Die NRZ hat rund 37 000 Proben der Landesumweltbehörde ausgewertet. Sie weisen Biozide in NRW-Gewässern von 1992 bis 2012 nach. In der Spitze sind die Belastungen immens. Höchstwerte der giftigen Substanzen liegen stellenweise 50-fach über der Zielvorgabe des Umweltbundesamtes. Allein im Überwachungszeitraum von 2008 bis 2011 notierte das Lanuv 438 Grenzwertüberschreitungen. 2012 folgten rund 220 weitere Messergebnisse im roten Bereich.

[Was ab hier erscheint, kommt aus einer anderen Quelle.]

//! Tag transformation context.

use std::borrow::Cow;

use crate::{ColorResolver, RenderError};

/// Context provided to tag transformers for color lookup and nested rendering.
///
/// The context is created by the renderer for each expansion pass. The
/// `nested` callback re-enters the full render pipeline (tag expansion plus
/// Markdown) one nesting level deeper and fails once the renderer's depth
/// limit is exceeded.
///
/// # Example
///
/// ```
/// use tagdown_renderer::ColorResolver;
/// use tagdown_renderer::tags::TransformContext;
///
/// let colors = ColorResolver::default();
/// let ctx = TransformContext {
///     colors: &colors,
///     nested: &|inner| Ok(format!("<p>{inner}</p>")),
/// };
///
/// assert_eq!(ctx.render_nested("x").unwrap(), "<p>x</p>");
/// assert_eq!(ctx.resolve_color("teal"), "teal");
/// ```
pub struct TransformContext<'a> {
    /// Color table used by `[color=...]`.
    pub colors: &'a ColorResolver,
    /// Callback rendering inner content of container tags.
    pub nested: &'a dyn Fn(&str) -> Result<String, RenderError>,
}

impl<'a> TransformContext<'a> {
    /// Resolve a color token against the configured table.
    #[must_use]
    pub fn resolve_color(&self, token: &str) -> Cow<'a, str> {
        self.colors.resolve(token)
    }

    /// Render content through the full pipeline one level deeper.
    ///
    /// # Errors
    ///
    /// Returns [`RenderError::NestingTooDeep`] once the depth limit is hit.
    pub fn render_nested(&self, content: &str) -> Result<String, RenderError> {
        (self.nested)(content)
    }
}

Biozide töten Leben. Sie vernichten alle Organismen, die als schädlich gelten. Viele der Substanzen sind in die höchste Wassergefährdungsklasse eingestuft. Sie zerstören das biologische Gleichgewicht, verhindern die Zellteilung oder führen zu genetischen Defekten. Einige Biozide stehen im Verdacht, Krebs zu erzeugen. Gesundheitliche Folgen für den Menschen sind noch nicht absehbar.
Biozide kommen vielerorts zum Einsatz, etwa als Pestizide in der Landwirtschaft oder als Desinfektionsmittel im Haushalt. Nach Recherchen der NRZ belasten nun immer mehr Biozide aus wärmegedämmten Gebäudefassaden die Umwelt. Die wasserlöslichen Stoffe, die Hauswände vor Algen und Schimmel schützen sollen, werden vom Regen ausgewaschen und gelangen ins Oberflächenwasser. Das bestätigen Forschungsergebnisse. Zu den stark belasteten Gewässern zählen Rhein, Ruhr, Emscher, Lippe, Weser, Ennepe, Sieg, Volme, Wupper, Stever und Werse sowie viele Nebenflüsse.
Das Umweltbundesamt hält die Entwicklung für „absolut nicht wünschenswert“. Die Giftquellen müssten zügig ermittelt werden, so eine Sprecherin. Der Umweltmediziner Herbert Lichtnecker erwartet angesichts der Belastungen „zuerst negative Folgen für die Gewässer, und irgendwann für den Menschen“. Für das Lanuv besteht „kein konkreter Anlass zu erhöhter Besorgnis“. Die Entwicklung sollte aber „weiterhin intensiv überwacht werden“.